**** GIVEN RECORDS ****

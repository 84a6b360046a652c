//! Great-circle distance between two points given in decimal degrees.
//!
//! Distances are computed with the spherical law of cosines on a sphere whose radius is the
//! local Earth radius of the region of interest rather than the global mean radius.
//! The default radius is the one at 51°N, the center of the German station network.

use linfa::Float;
#[cfg(feature = "serializable")]
use serde::{Deserialize, Serialize};

/// Earth radius in km at 51°N
pub const MID_LATITUDE_EARTH_RADIUS: f64 = 6365.265;

/// Two coordinates closer than this value (decimal degrees) on both axes
/// are considered as the same location
pub const COORDINATE_EPS: f64 = 1e-3;

/// Great-circle distance metric on a sphere of given radius (km)
#[derive(Clone, Copy, Debug, PartialEq)]
#[cfg_attr(feature = "serializable", derive(Serialize, Deserialize))]
pub struct GreatCircle<F: Float> {
    radius: F,
    site_eps: F,
}

impl<F: Float> Default for GreatCircle<F> {
    fn default() -> Self {
        GreatCircle::new(F::cast(MID_LATITUDE_EARTH_RADIUS))
    }
}

impl<F: Float> GreatCircle<F> {
    /// Constructor given the sphere radius in km
    pub fn new(radius: F) -> Self {
        GreatCircle {
            radius,
            site_eps: F::cast(COORDINATE_EPS),
        }
    }

    /// Set the coordinate tolerance (decimal degrees) under which two locations are the same site
    pub fn site_eps(mut self, site_eps: F) -> Self {
        self.site_eps = site_eps;
        self
    }

    /// Sphere radius in km
    pub fn radius(&self) -> F {
        self.radius
    }

    /// Whether two coordinates designate the same site, that is are closer than
    /// the coordinate tolerance on both axes
    pub fn same_site(&self, lat_a: F, lon_a: F, lat_b: F, lon_b: F) -> bool {
        (lat_a - lat_b).abs() < self.site_eps && (lon_a - lon_b).abs() < self.site_eps
    }

    /// Distance in km between point A `(lat_a, lon_a)` and point B `(lat_b, lon_b)`.
    ///
    /// Returns NaN when any coordinate is NaN or infinite: callers are expected to check
    /// the result.
    pub fn distance(&self, lat_a: F, lon_a: F, lat_b: F, lon_b: F) -> F {
        if !(lat_a.is_finite() && lon_a.is_finite() && lat_b.is_finite() && lon_b.is_finite()) {
            return F::nan();
        }
        let phi_a = lat_a.to_radians();
        let phi_b = lat_b.to_radians();
        let delta_lambda = (lon_b - lon_a).to_radians();

        let cos_angle = phi_a.sin() * phi_b.sin() + phi_a.cos() * phi_b.cos() * delta_lambda.cos();
        // rounding may push the cosine of nearly identical points slightly above 1
        let cos_angle = cos_angle.max(-F::one()).min(F::one());
        self.radius * cos_angle.acos()
    }

    /// Same as [`GreatCircle::distance`] except that two coordinates of the same site
    /// (see [`GreatCircle::same_site`]) are at distance zero.
    pub fn site_distance(&self, lat_a: F, lon_a: F, lat_b: F, lon_b: F) -> F {
        if self.same_site(lat_a, lon_a, lat_b, lon_b) {
            F::zero()
        } else {
            self.distance(lat_a, lon_a, lat_b, lon_b)
        }
    }
}
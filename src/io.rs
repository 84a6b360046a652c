//! Station file reader and raster CSV writer.
//!
//! Station files start with a header line followed by one `name;lat;lon;value` line per
//! station, numbers may use a decimal comma (`51,12`). Rasters are exported as three
//! `;`-separated files holding one raster row per line: values, latitudes and longitudes.
use crate::errors::{OkrigingError, Result};
use csv::{ReaderBuilder, StringRecord, Trim, WriterBuilder};
use log::{debug, info};
use okriging_kriging::StationPoint;
use okriging_raster::Raster;
use std::fs::{self, File};
use std::io::{BufWriter, Read, Write};
use std::path::{Path, PathBuf};

/// Values file name when kriging weights are used as is
pub const RASTER_FILE: &str = "interpolRaster.csv";
/// Values file name when negative kriging weights are corrected
pub const CORRECTED_RASTER_FILE: &str = "interpolRaster_c.csv";
/// Cell latitudes file name
pub const LAT_FILE: &str = "lat.csv";
/// Cell longitudes file name
pub const LON_FILE: &str = "lon.csv";

const DELIMITER: u8 = b';';

/// Parse a number written with either a decimal point or a decimal comma
fn parse_decimal(field: &str, what: &str, line: usize) -> Result<f64> {
    field
        .replacen(',', ".", 1)
        .parse::<f64>()
        .map_err(|_| OkrigingError::ParseError {
            line,
            message: format!("invalid {what} '{field}'"),
        })
}

fn parse_station(record: &StringRecord, line: usize) -> Result<StationPoint<f64>> {
    if record.len() < 4 {
        return Err(OkrigingError::ParseError {
            line,
            message: format!(
                "expected 'name;lat;lon;value', got '{}'",
                record.iter().collect::<Vec<_>>().join(";")
            ),
        });
    }
    let name = &record[0];
    if name.is_empty() {
        return Err(OkrigingError::ParseError {
            line,
            message: "empty station name".to_string(),
        });
    }
    let lat = parse_decimal(&record[1], "latitude", line)?;
    let lon = parse_decimal(&record[2], "longitude", line)?;
    let value = parse_decimal(&record[3], "value", line)?;
    Ok(StationPoint::new(name, lat, lon, value))
}

/// Read stations from a reader, the first line being a header
pub fn read_stations<R: Read>(reader: R) -> Result<Vec<StationPoint<f64>>> {
    let mut reader = ReaderBuilder::new()
        .has_headers(true)
        .delimiter(DELIMITER)
        .flexible(true)
        .trim(Trim::All)
        .from_reader(reader);
    debug!("Station file header: {:?}", reader.headers()?);

    let mut stations = Vec::new();
    for record in reader.records() {
        let record = record?;
        if record.iter().all(str::is_empty) {
            continue;
        }
        let line = record.position().map_or(0, |pos| pos.line() as usize);
        stations.push(parse_station(&record, line)?);
    }
    Ok(stations)
}

/// Read stations from a file
pub fn load_stations<P: AsRef<Path>>(path: P) -> Result<Vec<StationPoint<f64>>> {
    let path = path.as_ref();
    let file = File::open(path)?;
    let stations = read_stations(file)?;
    info!("{} stations read from {}", stations.len(), path.display());
    Ok(stations)
}

fn write_rows<W: Write>(
    out: W,
    raster: &Raster<f64>,
    cell: impl Fn(usize, usize) -> String,
) -> Result<()> {
    let mut writer = WriterBuilder::new()
        .has_headers(false)
        .delimiter(DELIMITER)
        .from_writer(out);
    let (rows, cols) = raster.shape();
    for i in 0..rows {
        writer.write_record((0..cols).map(|j| cell(i, j)))?;
    }
    writer.flush()?;
    Ok(())
}

/// Write raster values (3 decimals, -1 for cells without value), latitudes and
/// longitudes (4 decimals) to the given writers
pub fn write_raster<V: Write, A: Write, O: Write>(
    raster: &Raster<f64>,
    values: &mut V,
    lats: &mut A,
    lons: &mut O,
) -> Result<()> {
    let cells = raster.cells();
    write_rows(values, raster, |i, j| {
        format!("{:.3}", cells[[i, j]].value_or_sentinel())
    })?;
    write_rows(lats, raster, |i, j| format!("{:.4}", cells[[i, j]].lat))?;
    write_rows(lons, raster, |i, j| format!("{:.4}", cells[[i, j]].lon))?;
    Ok(())
}

/// Files written by [`export_raster`]
#[derive(Clone, Debug, PartialEq, Eq)]
pub struct ExportedFiles {
    /// values file
    pub values: PathBuf,
    /// latitudes file
    pub lats: PathBuf,
    /// longitudes file
    pub lons: PathBuf,
}

/// Export the raster into `dir`, created if missing. The values file name depends on
/// whether the weights correction was enabled.
pub fn export_raster<P: AsRef<Path>>(
    raster: &Raster<f64>,
    dir: P,
    corrected: bool,
) -> Result<ExportedFiles> {
    let dir = dir.as_ref();
    fs::create_dir_all(dir)?;
    let files = ExportedFiles {
        values: dir.join(if corrected {
            CORRECTED_RASTER_FILE
        } else {
            RASTER_FILE
        }),
        lats: dir.join(LAT_FILE),
        lons: dir.join(LON_FILE),
    };
    let mut values = BufWriter::new(File::create(&files.values)?);
    let mut lats = BufWriter::new(File::create(&files.lats)?);
    let mut lons = BufWriter::new(File::create(&files.lons)?);
    write_raster(raster, &mut values, &mut lats, &mut lons)?;
    info!("Raster written to {}", dir.display());
    Ok(files)
}

#[cfg(test)]
mod tests {
    use super::*;
    use approx::assert_abs_diff_eq;
    use linfa::ParamGuard;
    use okriging_raster::{GreatCircle, GridParams};
    use std::io::Cursor;

    const STATIONS: &str = "Stationsname;Breite;Laenge;Tagessumme
Aachen;50,7827;6,0941;2,3

Berlin-Tempelhof;52,4675;13,4021;0,4
Zugspitze;47.4210;10.9848;12.0;
";

    #[test]
    fn test_read_stations() {
        let stations = read_stations(Cursor::new(STATIONS)).unwrap();
        assert_eq!(stations.len(), 3);
        assert_eq!(stations[0], StationPoint::new("Aachen", 50.7827, 6.0941, 2.3));
        assert_eq!(stations[1].name, "Berlin-Tempelhof");
        assert_abs_diff_eq!(stations[1].value, 0.4);
        assert_abs_diff_eq!(stations[2].lat, 47.421);
        assert_abs_diff_eq!(stations[2].value, 12.);
    }

    #[test]
    fn test_quoted_and_padded_fields() {
        let content = "name;lat;lon;value\n\"Frankfurt; Main\"; 50,0259 ;8,5213; 0,75\n   \n";
        let stations = read_stations(Cursor::new(content)).unwrap();
        assert_eq!(stations.len(), 1);
        assert_eq!(stations[0].name, "Frankfurt; Main");
        assert_abs_diff_eq!(stations[0].lat, 50.0259);
        assert_abs_diff_eq!(stations[0].lon, 8.5213);
        assert_abs_diff_eq!(stations[0].value, 0.75);
    }

    #[test]
    fn test_header_only() {
        let stations = read_stations(Cursor::new("name;lat;lon;value\n")).unwrap();
        assert!(stations.is_empty());
    }

    #[test]
    fn test_malformed_lines() {
        let missing = "name;lat;lon;value\nA;50,1;8,2;1\nB;50,3;8,4\n";
        match read_stations(Cursor::new(missing)) {
            Err(OkrigingError::ParseError { line, .. }) => assert_eq!(line, 3),
            other => panic!("expected a parse error, got {other:?}"),
        }

        let bad_number = "name;lat;lon;value\nA;50,1;8,2;1\nB;50,1;abc;1\n";
        match read_stations(Cursor::new(bad_number)) {
            Err(OkrigingError::ParseError { line, message }) => {
                assert_eq!(line, 3);
                assert!(message.contains("longitude"));
            }
            other => panic!("expected a parse error, got {other:?}"),
        }

        let no_name = "name;lat;lon;value\n ;50,1;8,2;1\n";
        assert!(matches!(
            read_stations(Cursor::new(no_name)),
            Err(OkrigingError::ParseError { line: 2, .. })
        ));
    }

    #[test]
    fn test_write_raster() {
        let spec = GridParams::new(50., 51., 8., 9.).rows(2).check().unwrap();
        let mut raster = Raster::new(&spec).unwrap();
        raster
            .snap_station("A", 51., 8., 3.25, &GreatCircle::default())
            .unwrap();
        raster.set_interpolated(0, 1, 1.0 / 3.0).unwrap();
        raster.set_unresolved(1, 0).unwrap();

        let (mut values, mut lats, mut lons) = (Vec::new(), Vec::new(), Vec::new());
        write_raster(&raster, &mut values, &mut lats, &mut lons).unwrap();

        assert_eq!(
            String::from_utf8(values).unwrap(),
            "3.250;0.333\n-1.000;-1.000\n"
        );
        assert_eq!(
            String::from_utf8(lats).unwrap(),
            "51.0000;51.0000\n50.0000;50.0000\n"
        );
        assert_eq!(
            String::from_utf8(lons).unwrap(),
            "8.0000;9.0000\n8.0000;9.0000\n"
        );
    }

    #[test]
    fn test_export_file_names() {
        let spec = GridParams::new(50., 51., 8., 9.).rows(2).check().unwrap();
        let raster = Raster::new(&spec).unwrap();
        let dir = std::env::temp_dir().join(format!("okriging-export-{}", std::process::id()));

        let files = export_raster(&raster, &dir, true).unwrap();
        assert_eq!(files.values, dir.join(CORRECTED_RASTER_FILE));
        assert!(files.values.exists() && files.lats.exists() && files.lons.exists());
        let files = export_raster(&raster, &dir, false).unwrap();
        assert_eq!(files.values, dir.join(RASTER_FILE));
        let content = fs::read_to_string(&files.values).unwrap();
        assert_eq!(content.lines().count(), 2);

        fs::remove_dir_all(&dir).unwrap();
    }
}
use clap::Parser;
use linfa::ParamGuard;
use okriging::io::{export_raster, load_stations};
use okriging::kriging::{
    OrdinaryKriging, DEFAULT_DISTANCE_INTERVAL, DEFAULT_MAX_DISTANCE, DEFAULT_REGRESSION_ORDER,
};
use okriging::raster::{GridParams, DEFAULT_ROWS, MID_LATITUDE_EARTH_RADIUS};

/// Ordinary kriging of daily precipitation sums onto a latitude/longitude raster
#[derive(Parser)]
#[command(author, version, about, long_about = None)]
struct Args {
    /// Station file: a header line then `name;lat;lon;value` lines
    #[arg(short, long, default_value = "./input/tagessummen_452.csv")]
    input: String,
    /// Directory receiving the raster values, latitudes and longitudes
    #[arg(long, default_value = "./output/")]
    output_dir: String,
    /// Correct negative kriging weights
    #[arg(short, long)]
    correct_weights: bool,
    /// Log matrix previews and health checks
    #[arg(short = 'o', long)]
    verbose: bool,
    #[arg(long, default_value_t = 47.)]
    min_lat: f64,
    #[arg(long, default_value_t = 55.)]
    max_lat: f64,
    #[arg(long, default_value_t = 5.)]
    min_lon: f64,
    #[arg(long, default_value_t = 16.)]
    max_lon: f64,
    /// Number of raster rows, columns follow from the bounds aspect ratio
    #[arg(long, default_value_t = DEFAULT_ROWS)]
    rows: usize,
    /// Width (km) of the variogram distance classes
    #[arg(long, default_value_t = DEFAULT_DISTANCE_INTERVAL)]
    interval: f64,
    /// Largest distance (km) taken into account by the variogram
    #[arg(long, default_value_t = DEFAULT_MAX_DISTANCE)]
    max_distance: f64,
    /// Order of the polynomial regression estimating the nugget
    #[arg(long, default_value_t = DEFAULT_REGRESSION_ORDER)]
    order: usize,
    /// Earth radius (km) used by the great-circle distance
    #[arg(long, default_value_t = MID_LATITUDE_EARTH_RADIUS)]
    earth_radius: f64,
}

fn main() -> anyhow::Result<()> {
    let args = Args::parse();

    let env = env_logger::Env::new()
        .filter_or("OKRIGING_LOG", if args.verbose { "debug" } else { "info" });
    env_logger::Builder::from_env(env)
        .target(env_logger::Target::Stdout)
        .try_init()
        .ok();

    let stations = load_stations(&args.input)?;
    let grid = GridParams::new(args.min_lat, args.max_lat, args.min_lon, args.max_lon)
        .rows(args.rows)
        .check()?;
    let params = OrdinaryKriging::params()
        .distance_interval(args.interval)
        .max_distance(args.max_distance)
        .regression_order(args.order)
        .earth_radius(args.earth_radius)
        .weights_correction(args.correct_weights)
        .verbose(args.verbose)
        .check()?;

    let output = params.interpolate(&stations, &grid)?;
    let model = &output.model;
    println!(
        "Variogram model: nugget={:.4} sill={} range={:.1} km (rmse={:.4}, R2={:.4})",
        model.nugget,
        model.sill,
        model.range,
        model.rmse,
        model.regression.r2()
    );
    println!("Regression coefficients: {}", model.regression.coefficients());
    if let Some(summary) = &output.summary {
        println!(
            "Raster values in [{:.3}, {:.3}], mean {:.3}, {} unresolved cells",
            summary.min, summary.max, summary.mean, summary.unresolved
        );
    }

    let files = export_raster(&output.raster, &args.output_dir, args.correct_weights)?;
    println!("Raster written to {}", files.values.display());
    Ok(())
}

****

PROBLEM STATEMENT: Within the listing above, locate the line containing "Berlin-Tempelhof;52,4675;13,4021;0,4" and the line containing "assert_eq!(stations.len(), 3);". Reproduce those two lines and all lines between them exactly, with nothing added.

ANSWER FOR THE TASK:
Berlin-Tempelhof;52,4675;13,4021;0,4
Zugspitze;47.4210;10.9848;12.0;
";

    #[test]
    fn test_read_stations() {
        let stations = read_stations(Cursor::new(STATIONS)).unwrap();
        assert_eq!(stations.len(), 3);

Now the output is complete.